The softly-softly strategy may make it hard for SGX to catch up with other Asia-Pacific players, especially Hong Kong Exchanges & Clearing Ltd., which has a market capitalization about six times larger than its Singapore rival. However, HKEX has lost a chance to jump even further ahead with its decision last week to abandon a 29.6 billion pound ($36.9 billion) takeover bid for London Stock Exchange Group Plc.

Recent SGX deals have included investment in companies such as BidFX and 1exchange, a platform that uses blockchain technology to record trades of private securities.

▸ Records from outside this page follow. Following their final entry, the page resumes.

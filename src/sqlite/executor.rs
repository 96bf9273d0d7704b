use std::fmt;
use std::sync::Arc;
use std::sync::atomic::{AtomicBool, Ordering};

use async_trait::async_trait;
use rusqlite::types::Value;
use rusqlite::{Connection, params_from_iter};
use tokio::sync::{Mutex, mpsc, oneshot};
use tokio::task::{JoinHandle, spawn_blocking};

use crate::database::{Database, RowCursor};
use crate::error::SqlTemplateError;
use crate::results::{CustomDbRow, ExecSummary};
use crate::translation::PlaceholderStyle;
use crate::types::{ParamConverter, RowValues};

use super::config::SqliteOptions;
use super::params::Params;
use super::query::{column_names, extract_row};

type SharedConnection = Arc<Mutex<Connection>>;
type RowResult = Result<CustomDbRow, SqlTemplateError>;

/// Virtual machine instructions between checks of a call's abort flag.
const PROGRESS_OPS: i32 = 1000;

/// Abort switch owned by one call.
#[derive(Clone, Default)]
struct AbortFlag(Arc<AtomicBool>);

impl AbortFlag {
    fn raise(&self) {
        self.0.store(true, Ordering::Release);
    }

    fn is_raised(&self) -> bool {
        self.0.load(Ordering::Acquire)
    }
}

/// Raises the call's flag if dropped while still armed.
struct AbortOnDrop {
    flag: AbortFlag,
    armed: bool,
}

impl AbortOnDrop {
    fn new() -> Self {
        Self {
            flag: AbortFlag::default(),
            armed: true,
        }
    }

    fn flag(&self) -> AbortFlag {
        self.flag.clone()
    }

    fn disarm(mut self) -> AbortFlag {
        self.armed = false;
        self.flag.clone()
    }
}

impl Drop for AbortOnDrop {
    fn drop(&mut self) {
        if self.armed {
            self.flag.raise();
        }
    }
}

/// Watches one call's flag while that call holds the connection.
///
/// The handler is installed after the lock is taken and removed before it is released, so
/// raising a flag only ever stops the statement of the call that owns it.
struct Watch<'c> {
    conn: &'c Connection,
}

impl<'c> Watch<'c> {
    fn start(conn: &'c Connection, flag: &AbortFlag) -> Result<Self, SqlTemplateError> {
        if flag.is_raised() {
            return Err(SqlTemplateError::Cancelled);
        }
        let watched = flag.clone();
        conn.progress_handler(PROGRESS_OPS, Some(move || watched.is_raised()))?;
        Ok(Self { conn })
    }
}

impl Drop for Watch<'_> {
    fn drop(&mut self) {
        if let Err(e) = self.conn.progress_handler(0, None::<fn() -> bool>) {
            tracing::warn!(error = %e, "failed to remove sqlite progress handler");
        }
    }
}

/// One `SQLite` connection driven from tokio.
///
/// Driver calls run on the blocking pool while holding the connection lock, so statements
/// on one `SqliteDatabase` are serialized. Each call carries its own abort flag; a call
/// abandoned while queued never runs, and one abandoned while running is stopped at its
/// next progress check.
pub struct SqliteDatabase {
    conn: SharedConnection,
    db_path: String,
    cursor_buffer: usize,
}

impl SqliteDatabase {
    /// Open (creating if needed) the database described by `opts`.
    ///
    /// # Errors
    ///
    /// Returns `ConfigError` for invalid options, `ConnectionError` if the file cannot be
    /// opened, or `SqliteError` if a pragma fails.
    pub async fn open(opts: SqliteOptions) -> Result<Self, SqlTemplateError> {
        opts.validate()?;
        let path = opts.db_path.clone();
        let wal = opts.wal && !opts.is_memory();
        let busy_timeout = opts.busy_timeout;

        let conn = spawn_blocking(move || -> Result<Connection, SqlTemplateError> {
            let conn = Connection::open(&path).map_err(|e| {
                SqlTemplateError::ConnectionError(format!("failed to open sqlite db {path}: {e}"))
            })?;
            if let Some(timeout) = busy_timeout {
                conn.busy_timeout(timeout)?;
            }
            if wal {
                conn.execute_batch("PRAGMA journal_mode = WAL;")?;
            }
            Ok(conn)
        })
        .await??;

        tracing::debug!(path = %opts.db_path, wal, "opened sqlite database");
        Ok(Self {
            conn: Arc::new(Mutex::new(conn)),
            db_path: opts.db_path,
            cursor_buffer: opts.cursor_buffer,
        })
    }

    /// Run several `;`-separated statements with no parameters, e.g. a schema script.
    ///
    /// # Errors
    ///
    /// Returns `SqliteError` if any statement fails.
    pub async fn execute_batch(&self, sql: &str) -> Result<(), SqlTemplateError> {
        let sql_owned = sql.to_owned();
        run_blocking(Arc::clone(&self.conn), move |conn| {
            conn.execute_batch(&sql_owned)?;
            Ok(())
        })
        .await
    }

    #[must_use]
    pub fn path(&self) -> &str {
        &self.db_path
    }
}

impl fmt::Debug for SqliteDatabase {
    fn fmt(&self, f: &mut fmt::Formatter<'_>) -> fmt::Result {
        f.debug_struct("SqliteDatabase")
            .field("db_path", &self.db_path)
            .field("cursor_buffer", &self.cursor_buffer)
            .finish_non_exhaustive()
    }
}

#[async_trait]
impl Database for SqliteDatabase {
    fn placeholder_style(&self) -> PlaceholderStyle {
        PlaceholderStyle::Sqlite
    }

    async fn execute(
        &self,
        sql: &str,
        params: &[RowValues],
    ) -> Result<ExecSummary, SqlTemplateError> {
        let values = <Params as ParamConverter>::convert_sql_params(params)?.0;
        let sql_owned = sql.to_owned();
        run_blocking(Arc::clone(&self.conn), move |conn| {
            let mut stmt = conn.prepare(&sql_owned)?;
            let affected = stmt.execute(params_from_iter(values.iter()))?;
            let rows_affected = u64::try_from(affected).map_err(|e| {
                SqlTemplateError::ExecutionError(format!(
                    "sqlite affected rows conversion error: {e}"
                ))
            })?;
            let rowid = conn.last_insert_rowid();
            Ok(ExecSummary::new(rows_affected, (rowid != 0).then_some(rowid)))
        })
        .await
    }

    async fn query(
        &self,
        sql: &str,
        params: &[RowValues],
    ) -> Result<Box<dyn RowCursor>, SqlTemplateError> {
        let values = <Params as ParamConverter>::convert_sql_params(params)?.0;
        let sql_owned = sql.to_owned();
        let conn = Arc::clone(&self.conn);
        let (row_tx, row_rx) = mpsc::channel::<RowResult>(self.cursor_buffer);
        let (ready_tx, ready_rx) = oneshot::channel();
        let abort = AbortOnDrop::new();
        let flag = abort.flag();

        let producer = spawn_blocking(move || {
            let guard = conn.blocking_lock();
            match Watch::start(&guard, &flag) {
                Ok(_watch) => produce_rows(&guard, &sql_owned, &values, ready_tx, &row_tx),
                Err(err) => {
                    let _ = ready_tx.send(Err(err));
                }
            }
        });

        match ready_rx.await {
            Ok(Ok(())) => Ok(Box::new(SqliteCursor {
                rows: Some(row_rx),
                producer: Some(producer),
                abort: abort.disarm(),
            })),
            Ok(Err(err)) => {
                producer.await?;
                Err(err)
            }
            Err(_) => {
                producer.await?;
                Err(SqlTemplateError::ExecutionError(
                    "sqlite cursor producer exited before starting".into(),
                ))
            }
        }
    }
}

/// Step the statement on the blocking thread, handing rows to the cursor.
///
/// Returns once the rows run out, a step fails, or the cursor drops its receiver.
fn produce_rows(
    conn: &Connection,
    sql: &str,
    params: &[Value],
    ready: oneshot::Sender<Result<(), SqlTemplateError>>,
    rows_out: &mpsc::Sender<RowResult>,
) {
    let mut stmt = match conn.prepare(sql) {
        Ok(stmt) => stmt,
        Err(e) => {
            let _ = ready.send(Err(e.into()));
            return;
        }
    };
    let names = column_names(&stmt);
    let index = CustomDbRow::index_columns(&names);
    let width = names.len();

    let mut rows = match stmt.query(params_from_iter(params.iter())) {
        Ok(rows) => rows,
        Err(e) => {
            let _ = ready.send(Err(e.into()));
            return;
        }
    };
    if ready.send(Ok(())).is_err() {
        return;
    }

    loop {
        let item = match rows.next() {
            Ok(Some(row)) => extract_row(row, width)
                .map(|values| CustomDbRow::with_index(Arc::clone(&names), Arc::clone(&index), values)),
            Ok(None) => break,
            Err(e) => Err(e.into()),
        };
        let failed = item.is_err();
        if rows_out.blocking_send(item).is_err() || failed {
            break;
        }
    }
}

/// Rows streamed from a statement running on the blocking pool.
///
/// The producer holds the connection until the statement is done, so an unfinished cursor
/// raises its flag on close or drop to free the connection for other calls.
struct SqliteCursor {
    rows: Option<mpsc::Receiver<RowResult>>,
    producer: Option<JoinHandle<()>>,
    abort: AbortFlag,
}

#[async_trait]
impl RowCursor for SqliteCursor {
    async fn next_row(&mut self) -> Result<Option<CustomDbRow>, SqlTemplateError> {
        let Some(rows) = self.rows.as_mut() else {
            return Ok(None);
        };
        match rows.recv().await {
            Some(Ok(row)) => Ok(Some(row)),
            Some(Err(err)) => Err(err),
            None => Ok(None),
        }
    }

    async fn close(&mut self) -> Result<(), SqlTemplateError> {
        // the flag stops a producer still stepping; dropping the receiver stops one
        // waiting on a full channel
        self.abort.raise();
        drop(self.rows.take());
        if let Some(producer) = self.producer.take() {
            producer.await?;
            tracing::trace!("sqlite cursor closed");
        }
        Ok(())
    }
}

impl Drop for SqliteCursor {
    fn drop(&mut self) {
        self.abort.raise();
    }
}

async fn run_blocking<F, R>(conn: SharedConnection, func: F) -> Result<R, SqlTemplateError>
where
    F: FnOnce(&Connection) -> Result<R, SqlTemplateError> + Send + 'static,
    R: Send + 'static,
{
    let abort = AbortOnDrop::new();
    let flag = abort.flag();
    let result = spawn_blocking(move || {
        let guard = conn.blocking_lock();
        let _watch = Watch::start(&guard, &flag)?;
        func(&guard)
    })
    .await;
    abort.disarm();
    result?
}
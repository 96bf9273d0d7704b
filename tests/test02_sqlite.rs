#![cfg(feature = "sqlite")]

use std::ops::ControlFlow;
use std::path::Path;
use std::sync::Arc;
use std::time::Duration;

use serde::{Deserialize, Serialize};
use serde_json::json;
use sql_templates::prelude::*;

fn write_templates(root: &Path) -> Result<(), Box<dyn std::error::Error>> {
    std::fs::create_dir_all(root.join("user"))?;
    let files = [
        (
            "schema.sql",
            "create table users (\
             id integer primary key autoincrement, \
             name text not null, \
             city text, \
             active integer not null default 1, \
             prefs text)",
        ),
        (
            "user/create.sql",
            "insert into users (name, city, active, prefs) \
             values (:name, :city, :active, :prefs) returning id",
        ),
        (
            "user/get.sql",
            "select id, name, city, active, prefs from users where id = :id",
        ),
        (
            "user/update.sql",
            "update users set city = :city where id = :id returning city",
        ),
        (
            "user/find.sql",
            "select id, name, city, active, prefs from users \
             where city in (:cities){% if only_active %} and active = 1{% endif %} \
             order by id",
        ),
        (
            "user/deactivate.sql",
            "update users set active = 0 where name = :name",
        ),
        ("user/insert_plain.sql", "insert into users (name) values (:name)"),
    ];
    for (path, text) in files {
        std::fs::write(root.join(path), text)?;
    }
    Ok(())
}

#[derive(Debug, Clone, Serialize, Deserialize, PartialEq)]
struct User {
    id: Option<i64>,
    name: String,
    city: Option<String>,
    active: bool,
    prefs: Prefs,
}

#[derive(Debug, Clone, Serialize, Deserialize, PartialEq)]
struct Prefs {
    theme: String,
}

impl User {
    fn new(name: &str, city: &str, active: bool) -> Self {
        Self {
            id: None,
            name: name.into(),
            city: Some(city.into()),
            active,
            prefs: Prefs {
                theme: format!("{name}-dark"),
            },
        }
    }
}

#[tokio::test]
async fn scalar_round_trip_in_memory() -> Result<(), Box<dyn std::error::Error>> {
    let db = SqliteDatabase::builder(":memory:").build().await?;
    let engine = SqlTemplates::new(db, &MemorySource::new([("v", "select :v as v")]), &[])?;
    let ctx = QueryContext::new();

    let v: i64 = engine.get(&ctx, "v", Some(&json!({"v": 5}))).await?;
    assert_eq!(v, 5);

    #[derive(Deserialize)]
    struct Row {
        v: String,
    }
    let row: Row = engine.get(&ctx, "v", Some(&json!({"v": "it's"}))).await?;
    assert_eq!(row.v, "it's");
    Ok(())
}

#[tokio::test(flavor = "multi_thread", worker_threads = 4)]
async fn records_through_template_files() -> Result<(), Box<dyn std::error::Error>> {
    let dir = tempfile::tempdir()?;
    let templates = dir.path().join("sql");
    write_templates(&templates)?;
    let db_path = dir.path().join("users.db");

    let db = SqliteDatabase::builder(db_path.to_string_lossy())
        .cursor_buffer(2)
        .build()
        .await?;
    let engine = SqlTemplates::builder(db)
        .templates_dir(&templates)
        .patterns(["schema.sql", "user/*.sql"])
        .build()?;
    let ctx = QueryContext::new();
    engine.exec(&ctx, "schema", None::<&()>).await?;

    let mut ann = User::new("ann", "Tampa", true);
    engine.create(&ctx, "user/create", &mut ann).await?;
    assert_eq!(ann.id, Some(1));
    let mut bob = User::new("bob", "Rio", true);
    engine.create(&ctx, "user/create", &mut bob).await?;
    let mut cy = User::new("cy", "Oslo", false);
    engine.create(&ctx, "user/create", &mut cy).await?;
    assert_eq!(cy.id, Some(3));

    let fetched: User = engine.get(&ctx, "user/get", Some(&json!({"id": 2}))).await?;
    assert_eq!(fetched, bob);

    let err = engine
        .get::<User, _>(&ctx, "user/get", Some(&json!({"id": 99})))
        .await
        .unwrap_err();
    assert!(err.is_not_found());

    bob.city = Some("Lima".into());
    engine.update(&ctx, "user/update", &mut bob).await?;
    assert_eq!(bob.city.as_deref(), Some("Lima"));
    assert_eq!(bob.name, "bob");

    let found: Vec<User> = engine
        .select(
            &ctx,
            "user/find",
            Some(&json!({"cities": ["Tampa", "Lima", "Oslo"], "only_active": true})),
        )
        .await?;
    assert_eq!(
        found.iter().map(|u| u.name.as_str()).collect::<Vec<_>>(),
        vec!["ann", "bob"]
    );

    let summary = engine
        .exec(&ctx, "user/deactivate", Some(&json!({"name": "ann"})))
        .await?;
    assert_eq!(summary.rows_affected, 1);

    let mut visited = Vec::new();
    engine
        .iterate(
            &ctx,
            "user/find",
            Some(&json!({"cities": ["Tampa", "Lima", "Oslo"], "only_active": false})),
            |row| {
                let user: User = row.scan()?;
                visited.push((user.name, user.active));
                Ok(ControlFlow::Continue(()))
            },
        )
        .await?;
    assert_eq!(
        visited,
        vec![
            ("ann".to_string(), false),
            ("bob".to_string(), true),
            ("cy".to_string(), false),
        ]
    );

    // stopping early leaves the connection usable
    let mut first = None;
    engine
        .iterate(
            &ctx,
            "user/find",
            Some(&json!({"cities": ["Tampa", "Lima", "Oslo"]})),
            |row| {
                first = row.row().get("name").and_then(RowValues::as_text).map(str::to_owned);
                Ok(ControlFlow::Break(()))
            },
        )
        .await?;
    assert_eq!(first.as_deref(), Some("ann"));

    let summary = engine
        .exec(&ctx, "user/insert_plain", Some(&json!({"name": "dee"})))
        .await?;
    assert_eq!(summary, ExecSummary::new(1, Some(4)));
    Ok(())
}

#[tokio::test]
async fn database_errors_are_labelled() -> Result<(), Box<dyn std::error::Error>> {
    let db = SqliteDatabase::builder(":memory:").build().await?;
    let engine = SqlTemplates::new(
        db,
        &MemorySource::new([("broken", "select * from no_such_table where id = :id")]),
        &[],
    )?;
    let err = engine
        .exec(&QueryContext::new(), "broken", Some(&json!({"id": 1})))
        .await
        .unwrap_err();
    assert!(err.is_execution_error());
    assert!(err.to_string().starts_with("error executing query: "));

    let err = engine
        .select::<serde_json::Value, _>(&QueryContext::new(), "broken", Some(&json!({"id": 1})))
        .await
        .unwrap_err();
    assert_eq!(err.operation(), Some(Operation::Select));
    Ok(())
}

#[tokio::test(flavor = "multi_thread", worker_threads = 4)]
async fn deadline_interrupts_a_running_statement() -> Result<(), Box<dyn std::error::Error>> {
    let db = SqliteDatabase::builder(":memory:").build().await?;
    let engine = SqlTemplates::new(
        db,
        &MemorySource::new([
            (
                "forever",
                "with recursive c(x) as (select 1 union all select x + 1 from c) \
                 select count(*) from c",
            ),
            ("one", "select 1"),
        ]),
        &[],
    )?;

    let ctx = QueryContext::with_timeout(Duration::from_millis(100));
    let err = engine
        .get::<i64, _>(&ctx, "forever", None::<&()>)
        .await
        .unwrap_err();
    assert!(matches!(err.root(), SqlTemplateError::DeadlineExceeded));

    let one: i64 = engine.get(&QueryContext::new(), "one", None::<&()>).await?;
    assert_eq!(one, 1);
    Ok(())
}

#[tokio::test(flavor = "multi_thread", worker_threads = 4)]
async fn deadline_only_aborts_its_own_call() -> Result<(), Box<dyn std::error::Error>> {
    let db = SqliteDatabase::builder(":memory:").build().await?;
    db.execute_batch("create table marks (n integer)").await?;
    let engine = Arc::new(SqlTemplates::new(
        db,
        &MemorySource::new([
            (
                "count",
                "with recursive c(x) as (select 1 union all select x + 1 from c where x < 5000000) \
                 select count(*) from c",
            ),
            ("mark", "insert into marks (n) values (:n)"),
            ("marks", "select count(*) from marks"),
        ]),
        &[],
    )?);

    let long = {
        let engine = Arc::clone(&engine);
        tokio::spawn(async move {
            engine
                .get::<i64, _>(&QueryContext::new(), "count", None::<&()>)
                .await
        })
    };
    tokio::time::sleep(Duration::from_millis(20)).await;

    // queued behind the long statement; gives up before it gets the connection
    let ctx = QueryContext::with_timeout(Duration::from_millis(50));
    let err = engine
        .exec(&ctx, "mark", Some(&json!({"n": 1})))
        .await
        .unwrap_err();
    assert!(matches!(err.root(), SqlTemplateError::DeadlineExceeded));

    assert_eq!(long.await??, 5_000_000);
    let marks: i64 = engine.get(&QueryContext::new(), "marks", None::<&()>).await?;
    assert_eq!(marks, 0);
    Ok(())
}

#[tokio::test(flavor = "multi_thread", worker_threads = 4)]
async fn early_stop_while_rows_are_still_produced() -> Result<(), Box<dyn std::error::Error>> {
    let db = SqliteDatabase::builder(":memory:").build().await?;
    let engine = SqlTemplates::new(
        db,
        &MemorySource::new([
            (
                "sparse",
                "with recursive c(x) as (select 1 union all select x + 1 from c) \
                 select x from c where x = 1 or x < 0",
            ),
            ("one", "select 1"),
        ]),
        &[],
    )?;

    let mut seen = Vec::new();
    tokio::time::timeout(
        Duration::from_secs(5),
        engine.iterate(&QueryContext::new(), "sparse", None::<&()>, |row| {
            seen.push(row.scan::<i64>()?);
            Ok(ControlFlow::Break(()))
        }),
    )
    .await??;
    assert_eq!(seen, vec![1]);

    let one: i64 = tokio::time::timeout(
        Duration::from_secs(5),
        engine.get(&QueryContext::new(), "one", None::<&()>),
    )
    .await??;
    assert_eq!(one, 1);
    Ok(())
}

#[tokio::test]
async fn runtime_selected_backend() -> Result<(), Box<dyn std::error::Error>> {
    let config = DatabaseConfig::from_str_for(DatabaseType::Sqlite, ":memory:")?;
    assert_eq!(config.database_type(), DatabaseType::Sqlite);
    let db = AnyDatabase::connect(config).await?;
    assert_eq!(db.placeholder_style(), PlaceholderStyle::Sqlite);

    let engine = SqlTemplates::builder(db)
        .source(MemorySource::new([("pair", "select :a as a, :b as b")]))
        .debug(true)
        .build()?;
    let stmt = engine.build("pair", Some(&json!({"a": 1, "b": "two"})))?;
    assert_eq!(stmt.sql, "select ?1 as a, ?2 as b");

    let (a, b): (i64, String) = engine
        .get(&QueryContext::new(), "pair", Some(&json!({"a": 1, "b": "two"})))
        .await?;
    assert_eq!((a, b.as_str()), (1, "two"));
    Ok(())
}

As well as scouting for suitable acquisitions, Syn said SGX is working on a number of projects that play to its strengths as a stable, higher-yielding market at a time of weakening global economic growth.

New Initiatives

Syn said he views delistings and the lack of big initial public offerings in Singapore as part of the natural market cycle, though both these factors have been seen as constraining the growth of the equity market. Just this month, Southeast Asia’s biggest property portal PropertyGuru Pte. kick-started plans to list on the Australian stock exchange, more than 10 years after being founded in Singapore.

An IPO “is not a hunting exercise,” said Syn. Most of the process is driven by the issuer and the bankers, so the job of the exchange “is to make sure that your platform is ready, that you have the right to play and the right to win when someone comes along.” He sees secondary fundraisings continuing to make up most of what SGX offers in terms of new capital formation in the next two years.

So far this year, SGX shares have gained more than 17% compared to the 1.4% gain in the city-state’s benchmark index and HKEX’s 4.7% rise.

Here are the initiatives Syn, who took on the equities role in June after leading the bourse’s derivatives business, is looking at:

  • Launching more single-stock futures, starting with Singapore shares. Though SGX hasn’t announced a date, Syn said the launch horizon for such products is typically a year or less. The SGX already offers single-stock futures on Indian equities

  • Introducing derivatives on freight capacity, meeting demand from ship owners; SGX is also looking at products that allow for the purchase of container freight places, rather like booking a hotel or a flight on Expedia

  • Setting up systems that allow retail clients to trade via social media applications such as Facebook Inc.’s WhatsApp or Tencent Holdings Ltd.’s WeChat

One area where it has put on the brakes is cryptocurrency, Syn said. SGX had looked at offering physical Bitcoin futures, along the lines of Intercontinental Exchange Inc.’s Bakkt unit. But after studying the technology, SGX couldn’t overcome concerns about becoming a Bitcoin custodian.

“We figured we could make it reasonably hackproof, but there would be contagion on the reputation if there’s a breach, regardless of insuring away the financial loss,” Syn said.